*** Record extracts ***
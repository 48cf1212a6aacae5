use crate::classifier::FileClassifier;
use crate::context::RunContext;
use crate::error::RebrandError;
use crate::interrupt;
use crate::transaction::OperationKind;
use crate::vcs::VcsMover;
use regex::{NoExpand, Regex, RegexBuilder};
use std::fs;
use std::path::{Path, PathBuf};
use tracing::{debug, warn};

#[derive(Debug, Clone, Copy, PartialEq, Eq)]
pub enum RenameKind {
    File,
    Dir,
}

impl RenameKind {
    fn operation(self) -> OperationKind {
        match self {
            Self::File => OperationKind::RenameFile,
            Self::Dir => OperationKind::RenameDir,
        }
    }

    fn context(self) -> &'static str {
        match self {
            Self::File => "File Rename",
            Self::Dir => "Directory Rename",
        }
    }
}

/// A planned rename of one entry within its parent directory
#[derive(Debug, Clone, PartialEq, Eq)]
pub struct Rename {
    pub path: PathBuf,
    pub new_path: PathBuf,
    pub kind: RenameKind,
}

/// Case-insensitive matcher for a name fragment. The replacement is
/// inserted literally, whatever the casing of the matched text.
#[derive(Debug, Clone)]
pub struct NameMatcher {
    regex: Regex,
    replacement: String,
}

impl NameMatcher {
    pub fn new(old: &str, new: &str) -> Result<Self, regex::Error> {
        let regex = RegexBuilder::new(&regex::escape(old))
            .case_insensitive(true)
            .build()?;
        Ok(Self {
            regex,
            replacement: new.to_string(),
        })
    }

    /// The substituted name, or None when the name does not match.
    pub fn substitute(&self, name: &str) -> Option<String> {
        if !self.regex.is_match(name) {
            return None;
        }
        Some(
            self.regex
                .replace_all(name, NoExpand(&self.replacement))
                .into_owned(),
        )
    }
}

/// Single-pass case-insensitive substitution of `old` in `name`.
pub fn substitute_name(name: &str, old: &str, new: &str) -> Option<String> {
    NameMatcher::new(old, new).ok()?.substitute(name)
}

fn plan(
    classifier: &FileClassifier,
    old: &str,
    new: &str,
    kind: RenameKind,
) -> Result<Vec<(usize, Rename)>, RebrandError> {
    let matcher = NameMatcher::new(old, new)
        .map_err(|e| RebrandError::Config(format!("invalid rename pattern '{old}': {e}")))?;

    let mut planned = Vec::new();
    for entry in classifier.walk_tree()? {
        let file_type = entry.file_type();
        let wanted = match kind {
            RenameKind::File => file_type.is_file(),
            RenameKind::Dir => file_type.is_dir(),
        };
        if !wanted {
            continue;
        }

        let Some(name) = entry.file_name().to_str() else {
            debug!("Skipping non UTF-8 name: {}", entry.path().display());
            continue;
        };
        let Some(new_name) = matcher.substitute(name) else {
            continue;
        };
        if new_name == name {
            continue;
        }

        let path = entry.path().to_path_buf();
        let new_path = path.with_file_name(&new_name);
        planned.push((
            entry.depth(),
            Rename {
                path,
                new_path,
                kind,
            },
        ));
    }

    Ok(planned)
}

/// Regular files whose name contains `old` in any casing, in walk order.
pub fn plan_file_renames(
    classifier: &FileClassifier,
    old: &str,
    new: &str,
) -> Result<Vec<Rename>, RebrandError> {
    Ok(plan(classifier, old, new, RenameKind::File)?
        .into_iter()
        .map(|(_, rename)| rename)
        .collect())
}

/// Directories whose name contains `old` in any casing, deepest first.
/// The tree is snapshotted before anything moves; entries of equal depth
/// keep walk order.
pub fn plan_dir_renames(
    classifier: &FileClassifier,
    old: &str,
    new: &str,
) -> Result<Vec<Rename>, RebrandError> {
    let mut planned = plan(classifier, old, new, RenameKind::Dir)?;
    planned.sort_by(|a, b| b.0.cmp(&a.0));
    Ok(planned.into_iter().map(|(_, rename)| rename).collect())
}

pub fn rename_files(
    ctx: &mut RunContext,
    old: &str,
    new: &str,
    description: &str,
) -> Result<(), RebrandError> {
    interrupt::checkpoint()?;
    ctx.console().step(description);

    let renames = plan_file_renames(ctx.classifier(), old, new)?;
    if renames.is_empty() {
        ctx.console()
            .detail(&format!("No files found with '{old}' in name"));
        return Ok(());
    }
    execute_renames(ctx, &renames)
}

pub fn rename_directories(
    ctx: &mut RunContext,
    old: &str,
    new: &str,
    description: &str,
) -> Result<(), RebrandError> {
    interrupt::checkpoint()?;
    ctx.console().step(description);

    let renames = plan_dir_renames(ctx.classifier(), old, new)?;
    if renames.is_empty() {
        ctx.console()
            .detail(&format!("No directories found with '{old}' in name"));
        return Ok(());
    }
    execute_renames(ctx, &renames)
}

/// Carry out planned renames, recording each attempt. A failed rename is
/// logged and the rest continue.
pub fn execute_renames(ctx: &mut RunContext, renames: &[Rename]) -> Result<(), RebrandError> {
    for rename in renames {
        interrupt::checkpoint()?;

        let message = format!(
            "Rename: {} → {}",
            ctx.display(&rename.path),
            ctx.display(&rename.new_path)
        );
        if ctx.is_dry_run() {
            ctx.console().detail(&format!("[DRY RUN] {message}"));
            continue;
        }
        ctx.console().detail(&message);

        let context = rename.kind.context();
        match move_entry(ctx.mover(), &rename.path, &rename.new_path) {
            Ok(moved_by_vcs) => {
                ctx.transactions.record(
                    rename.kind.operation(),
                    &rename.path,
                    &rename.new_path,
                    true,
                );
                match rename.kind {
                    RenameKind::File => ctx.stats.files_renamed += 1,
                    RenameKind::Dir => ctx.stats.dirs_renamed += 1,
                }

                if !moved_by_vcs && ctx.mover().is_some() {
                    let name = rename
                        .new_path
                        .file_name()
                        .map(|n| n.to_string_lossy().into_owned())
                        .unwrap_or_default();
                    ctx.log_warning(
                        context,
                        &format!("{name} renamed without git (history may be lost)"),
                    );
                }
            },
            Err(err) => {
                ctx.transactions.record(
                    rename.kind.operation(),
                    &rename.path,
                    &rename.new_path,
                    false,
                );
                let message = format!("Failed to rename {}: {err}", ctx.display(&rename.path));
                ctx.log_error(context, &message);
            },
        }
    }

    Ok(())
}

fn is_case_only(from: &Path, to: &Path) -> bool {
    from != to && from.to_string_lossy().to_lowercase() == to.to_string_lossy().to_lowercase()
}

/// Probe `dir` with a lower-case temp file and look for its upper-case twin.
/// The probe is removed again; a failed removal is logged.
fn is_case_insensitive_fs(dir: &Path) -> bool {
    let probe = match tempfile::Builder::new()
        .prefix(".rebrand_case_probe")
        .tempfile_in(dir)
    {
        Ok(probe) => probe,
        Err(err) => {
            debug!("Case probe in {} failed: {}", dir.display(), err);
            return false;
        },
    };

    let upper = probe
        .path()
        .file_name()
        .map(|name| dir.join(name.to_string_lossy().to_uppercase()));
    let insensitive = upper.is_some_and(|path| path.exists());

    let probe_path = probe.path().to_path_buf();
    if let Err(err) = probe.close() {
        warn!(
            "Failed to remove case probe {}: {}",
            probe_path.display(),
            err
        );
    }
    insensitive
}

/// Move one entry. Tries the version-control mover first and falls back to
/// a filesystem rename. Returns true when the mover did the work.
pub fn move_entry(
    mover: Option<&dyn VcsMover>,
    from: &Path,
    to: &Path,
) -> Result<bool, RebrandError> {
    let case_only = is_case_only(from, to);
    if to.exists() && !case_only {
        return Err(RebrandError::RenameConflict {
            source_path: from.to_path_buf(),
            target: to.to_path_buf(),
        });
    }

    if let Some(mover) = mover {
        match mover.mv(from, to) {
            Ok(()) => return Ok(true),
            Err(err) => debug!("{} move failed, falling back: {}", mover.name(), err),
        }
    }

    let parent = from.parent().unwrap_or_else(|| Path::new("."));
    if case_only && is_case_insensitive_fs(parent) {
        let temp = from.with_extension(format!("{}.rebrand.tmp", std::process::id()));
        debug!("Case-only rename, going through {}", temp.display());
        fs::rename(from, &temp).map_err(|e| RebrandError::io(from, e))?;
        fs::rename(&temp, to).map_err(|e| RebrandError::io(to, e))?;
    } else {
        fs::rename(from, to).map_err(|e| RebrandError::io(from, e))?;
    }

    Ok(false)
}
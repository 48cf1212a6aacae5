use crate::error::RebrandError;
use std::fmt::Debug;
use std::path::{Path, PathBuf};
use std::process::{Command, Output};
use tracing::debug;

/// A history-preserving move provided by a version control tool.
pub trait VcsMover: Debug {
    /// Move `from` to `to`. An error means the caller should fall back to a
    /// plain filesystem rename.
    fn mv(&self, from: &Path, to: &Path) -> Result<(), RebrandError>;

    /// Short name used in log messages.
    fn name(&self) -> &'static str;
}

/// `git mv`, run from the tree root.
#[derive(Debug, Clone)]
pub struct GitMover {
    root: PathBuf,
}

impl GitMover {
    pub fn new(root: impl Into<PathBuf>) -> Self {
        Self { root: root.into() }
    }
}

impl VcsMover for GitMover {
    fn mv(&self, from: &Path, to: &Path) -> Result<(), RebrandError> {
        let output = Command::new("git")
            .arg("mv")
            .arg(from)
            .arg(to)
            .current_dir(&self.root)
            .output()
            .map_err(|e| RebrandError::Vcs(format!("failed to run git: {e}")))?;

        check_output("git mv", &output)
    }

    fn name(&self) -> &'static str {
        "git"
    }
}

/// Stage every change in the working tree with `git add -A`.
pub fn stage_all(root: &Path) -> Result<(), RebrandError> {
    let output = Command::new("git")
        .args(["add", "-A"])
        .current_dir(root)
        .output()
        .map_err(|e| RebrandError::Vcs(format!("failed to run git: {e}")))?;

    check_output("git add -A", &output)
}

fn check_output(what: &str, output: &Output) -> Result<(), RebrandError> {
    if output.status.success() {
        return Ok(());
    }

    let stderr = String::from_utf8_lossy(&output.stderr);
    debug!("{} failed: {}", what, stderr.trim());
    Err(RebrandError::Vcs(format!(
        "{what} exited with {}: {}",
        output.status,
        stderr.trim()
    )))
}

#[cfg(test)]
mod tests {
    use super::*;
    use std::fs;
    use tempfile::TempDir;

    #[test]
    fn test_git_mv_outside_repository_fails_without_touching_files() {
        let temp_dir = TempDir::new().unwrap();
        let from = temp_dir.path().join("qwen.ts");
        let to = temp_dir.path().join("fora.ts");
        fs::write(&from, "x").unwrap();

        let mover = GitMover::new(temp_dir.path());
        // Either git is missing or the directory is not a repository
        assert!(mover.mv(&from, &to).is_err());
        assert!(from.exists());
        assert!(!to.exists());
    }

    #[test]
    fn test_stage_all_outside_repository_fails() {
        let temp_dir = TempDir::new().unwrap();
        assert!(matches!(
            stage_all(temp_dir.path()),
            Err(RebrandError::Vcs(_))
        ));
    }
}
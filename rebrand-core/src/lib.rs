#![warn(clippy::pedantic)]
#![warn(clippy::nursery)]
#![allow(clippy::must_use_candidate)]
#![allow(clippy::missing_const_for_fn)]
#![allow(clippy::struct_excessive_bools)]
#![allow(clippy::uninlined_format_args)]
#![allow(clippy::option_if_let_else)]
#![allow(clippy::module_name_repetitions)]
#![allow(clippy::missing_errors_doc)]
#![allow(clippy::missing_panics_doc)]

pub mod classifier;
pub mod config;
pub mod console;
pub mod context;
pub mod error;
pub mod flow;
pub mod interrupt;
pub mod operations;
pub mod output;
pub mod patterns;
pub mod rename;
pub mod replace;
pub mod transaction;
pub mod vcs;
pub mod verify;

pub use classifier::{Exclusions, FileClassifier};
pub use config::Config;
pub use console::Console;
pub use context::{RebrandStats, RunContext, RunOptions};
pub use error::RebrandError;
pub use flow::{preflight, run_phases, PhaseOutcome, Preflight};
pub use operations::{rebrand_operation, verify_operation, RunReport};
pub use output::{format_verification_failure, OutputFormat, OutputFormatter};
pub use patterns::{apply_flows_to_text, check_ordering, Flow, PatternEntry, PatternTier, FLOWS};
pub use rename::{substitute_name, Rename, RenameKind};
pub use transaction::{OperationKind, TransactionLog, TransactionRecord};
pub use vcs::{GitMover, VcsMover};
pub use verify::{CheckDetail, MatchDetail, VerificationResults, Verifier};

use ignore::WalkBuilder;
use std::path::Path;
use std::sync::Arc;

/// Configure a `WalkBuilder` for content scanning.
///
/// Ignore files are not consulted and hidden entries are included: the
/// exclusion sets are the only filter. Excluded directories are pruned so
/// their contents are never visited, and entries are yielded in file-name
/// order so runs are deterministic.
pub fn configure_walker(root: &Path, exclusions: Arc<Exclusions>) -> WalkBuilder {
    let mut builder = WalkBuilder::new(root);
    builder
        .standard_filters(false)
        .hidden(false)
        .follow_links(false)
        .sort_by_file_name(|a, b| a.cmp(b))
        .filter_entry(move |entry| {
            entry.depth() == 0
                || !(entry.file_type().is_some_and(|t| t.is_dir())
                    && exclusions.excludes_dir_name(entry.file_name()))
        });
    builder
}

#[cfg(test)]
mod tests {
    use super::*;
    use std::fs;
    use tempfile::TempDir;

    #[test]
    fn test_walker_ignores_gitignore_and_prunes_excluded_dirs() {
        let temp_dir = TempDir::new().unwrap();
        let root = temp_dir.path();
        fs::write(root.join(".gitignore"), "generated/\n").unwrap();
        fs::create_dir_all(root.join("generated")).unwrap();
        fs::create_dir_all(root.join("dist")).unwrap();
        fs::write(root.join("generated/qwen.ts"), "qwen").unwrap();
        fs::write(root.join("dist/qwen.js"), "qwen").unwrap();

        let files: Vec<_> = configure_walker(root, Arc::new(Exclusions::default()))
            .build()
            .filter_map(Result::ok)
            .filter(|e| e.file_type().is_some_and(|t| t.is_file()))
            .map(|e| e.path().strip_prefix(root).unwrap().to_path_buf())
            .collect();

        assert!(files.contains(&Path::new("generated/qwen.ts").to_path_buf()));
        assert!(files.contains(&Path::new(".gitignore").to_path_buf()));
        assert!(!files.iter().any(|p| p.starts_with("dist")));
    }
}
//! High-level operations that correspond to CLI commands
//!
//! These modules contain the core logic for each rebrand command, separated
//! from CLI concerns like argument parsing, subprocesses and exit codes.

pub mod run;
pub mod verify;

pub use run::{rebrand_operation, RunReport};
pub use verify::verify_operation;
***
Problem: Go through the material above and output exactly the lines from the one containing "#[derive(Debug, Clone, PartialEq, Eq)]" through the one containing "pub fn substitute(&self, name: &str)".

Response for this exercise:
#[derive(Debug, Clone, PartialEq, Eq)]
pub struct Rename {
    pub path: PathBuf,
    pub new_path: PathBuf,
    pub kind: RenameKind,
}

/// Case-insensitive matcher for a name fragment. The replacement is
/// inserted literally, whatever the casing of the matched text.
#[derive(Debug, Clone)]
pub struct NameMatcher {
    regex: Regex,
    replacement: String,
}

impl NameMatcher {
    pub fn new(old: &str, new: &str) -> Result<Self, regex::Error> {
        let regex = RegexBuilder::new(&regex::escape(old))
            .case_insensitive(true)
            .build()?;
        Ok(Self {
            regex,
            replacement: new.to_string(),
        })
    }

    /// The substituted name, or None when the name does not match.
    pub fn substitute(&self, name: &str) -> Option<String> {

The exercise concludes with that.